Yahoo! stays on course after CEO ouster
Former Yahoo! chief executive Carol Bartz at the Yahoo! headquarters in Sunnyvale, California on April 27, 2009. Yahoo! argued that the ouster of Bartz has not knocked it off course, and that it was building on its strategy of making offerings more social and mobile.
Yahoo! argued that the ouster of its chief executive has not knocked it off course, and that it was building on its strategy of making offerings more social and mobile.
"We are heads down; we know exactly what we want to do," Yahoo! vice president of applications and mobile Steve Douty said during a briefing with reporters at the California company's office in San Francisco.
"Is there some amount of uncertainty? Sure," he continued. "But we have been really successful at focusing on products that are going to move the needle for us and there is no reason to change them."
Yahoo!'s board of directors fired chief executive Carol Bartz on September 6 less than three years after she was brought in to help turn around the struggling Internet company.
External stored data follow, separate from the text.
use approx::assert_abs_diff_eq;

use crate::kernel::SessionKernel;

use super::transform::work_plane_frame;
use super::{EngineOptions, GeomEngine};

fn engine() -> GeomEngine {
    GeomEngine::new(
        Box::new(SessionKernel::new()),
        EngineOptions::default(),
        "test-model",
    )
    .expect("engine")
}

#[test]
fn identity_frame_has_no_rotations() {
    let frame = work_plane_frame([0.0, 0.0, 3.0], [1.0, 0.0, 0.0], [0.0, 1.0, 0.0]).unwrap();
    assert!(frame.rotations.is_empty());
    assert_eq!(frame.origin, [0.0, 0.0, 3.0]);
}

#[test]
fn quarter_turn_frame_carries_x_onto_u() {
    // u = +Y: one rotation about +Z by 90 degrees; the rotated up vector
    // (-X) already matches v, so no second rotation appears.
    let frame = work_plane_frame([0.0, 0.0, 5.0], [0.0, 1.0, 0.0], [-1.0, 0.0, 0.0]).unwrap();
    assert_eq!(frame.rotations.len(), 1);
    let (axis, angle) = frame.rotations[0];
    assert_abs_diff_eq!(axis[2], 1.0, epsilon = 1e-12);
    assert_abs_diff_eq!(angle, std::f64::consts::FRAC_PI_2, epsilon = 1e-12);

    let mut eng = engine();
    let p = eng.add_point([1.0, 0.0, 0.0], None, true).unwrap();
    eng.apply_work_plane(&frame, &[p]).unwrap();
    let xyz = eng.point_coordinates(p).unwrap();
    assert_abs_diff_eq!(xyz[0], 0.0, epsilon = 1e-12);
    assert_abs_diff_eq!(xyz[1], 1.0, epsilon = 1e-12);
    assert_abs_diff_eq!(xyz[2], 5.0, epsilon = 1e-12);
}

#[test]
fn anti_parallel_axis_degenerates_to_a_half_turn() {
    // u = -X: the cross product with X vanishes while the directions
    // oppose, which must become a 180-degree rotation, not a skipped one.
    let frame = work_plane_frame([0.0, 0.0, 0.0], [-1.0, 0.0, 0.0], [0.0, 1.0, 0.0]).unwrap();
    assert!(!frame.rotations.is_empty());
    let (_, angle) = frame.rotations[0];
    assert_abs_diff_eq!(angle, std::f64::consts::PI, epsilon = 1e-12);

    let mut eng = engine();
    let p = eng.add_point([1.0, 0.0, 0.0], None, true).unwrap();
    eng.apply_work_plane(&frame, &[p]).unwrap();
    let xyz = eng.point_coordinates(p).unwrap();
    assert_abs_diff_eq!(xyz[0], -1.0, epsilon = 1e-12);
}

#[test]
fn zero_axes_are_rejected() {
    assert!(work_plane_frame([0.0; 3], [0.0; 3], [0.0, 1.0, 0.0]).is_err());
    assert!(work_plane_frame([0.0; 3], [1.0, 0.0, 0.0], [0.0; 3]).is_err());
}

#[test]
fn tilted_frame_lands_in_plane_coordinates() {
    // Plane spanned by u = +Z, v = +Y at origin (1, 1, 1): the in-plane
    // point (1, 0) must land at origin + 1 * u.
    let frame = work_plane_frame([1.0, 1.0, 1.0], [0.0, 0.0, 1.0], [0.0, 1.0, 0.0]).unwrap();
    let mut eng = engine();
    let p = eng.add_point([1.0, 0.0, 0.0], None, true).unwrap();
    eng.apply_work_plane(&frame, &[p]).unwrap();
    let xyz = eng.point_coordinates(p).unwrap();
    assert_abs_diff_eq!(xyz[0], 1.0, epsilon = 1e-12);
    assert_abs_diff_eq!(xyz[1], 1.0, epsilon = 1e-12);
    assert_abs_diff_eq!(xyz[2], 2.0, epsilon = 1e-12);
}

#[test]
fn transforms_refresh_the_coordinate_cache() {
    let mut eng = engine();
    let p = eng.add_point([1.0, 0.0, 0.0], None, true).unwrap();
    eng.translate(&[p], [0.0, 2.0, 0.0]).unwrap();
    assert_eq!(eng.point_coordinates(p), Some([1.0, 2.0, 0.0]));

    eng.dilate(&[p], [0.0, 0.0, 0.0], [2.0, 2.0, 2.0]).unwrap();
    assert_eq!(eng.point_coordinates(p), Some([2.0, 4.0, 0.0]));

    eng.symmetrize(&[p], [1.0, 0.0, 0.0, 0.0]).unwrap();
    assert_eq!(eng.point_coordinates(p), Some([-2.0, 4.0, 0.0]));
}

#[test]
fn copies_are_independent_of_their_source() {
    let mut eng = engine();
    let a = eng.add_point([0.0, 0.0, 0.0], None, true).unwrap();
    let b = eng.add_point([1.0, 0.0, 0.0], None, true).unwrap();
    let line = eng.add_line(a, b).unwrap();

    let copies = eng.copy(&[line]).unwrap();
    assert_eq!(copies.len(), 1);
    eng.translate(&copies, [0.0, 5.0, 0.0]).unwrap();
    assert_eq!(eng.point_coordinates(a), Some([0.0, 0.0, 0.0]));
}

#[test]
fn extrude_of_a_surface_yields_a_volume_first() {
    use super::ExtrudeSpec;
    use crate::entity::EntityId;

    let mut eng = engine();
    let surface = eng
        .add_rect([0.0, 0.0, 0.0], [1.0, 0.0, 0.0], [0.0, 1.0, 0.0])
        .unwrap();
    let created = eng
        .extrude(surface, ExtrudeSpec::Translation([0.0, 0.0, 2.0]))
        .unwrap();
    assert!(matches!(created[0], EntityId::Volume(_)));
    let bbox = eng.bounding_box(Some(created[0])).unwrap();
    assert_eq!(bbox.max[2], 2.0);
}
A new chief executive has yet to be selected by the Yahoo! board, which Bartz has derided as "doofuses" who handled her departure poorly.
Yahoo! on Wednesday showed off its first Flickr application for mobile gadgets powered by Google-backed Android software and enhancements to the popular photo sharing and storage service.
A Photo Session feature lets Flickr users in different places flip through an online photo album using iPhones, iPads, or desktop computers as though they were sitting together looking at the images with friends.
Flickr was capitalizing on location-sensing capabilities in smartphones to tag images and creating chat forums to let people discuss pictures in text-message exchanges.
"Mobile and social are really infusing everything we do," said Yahoo! senior director of product management Jonathan Katzman.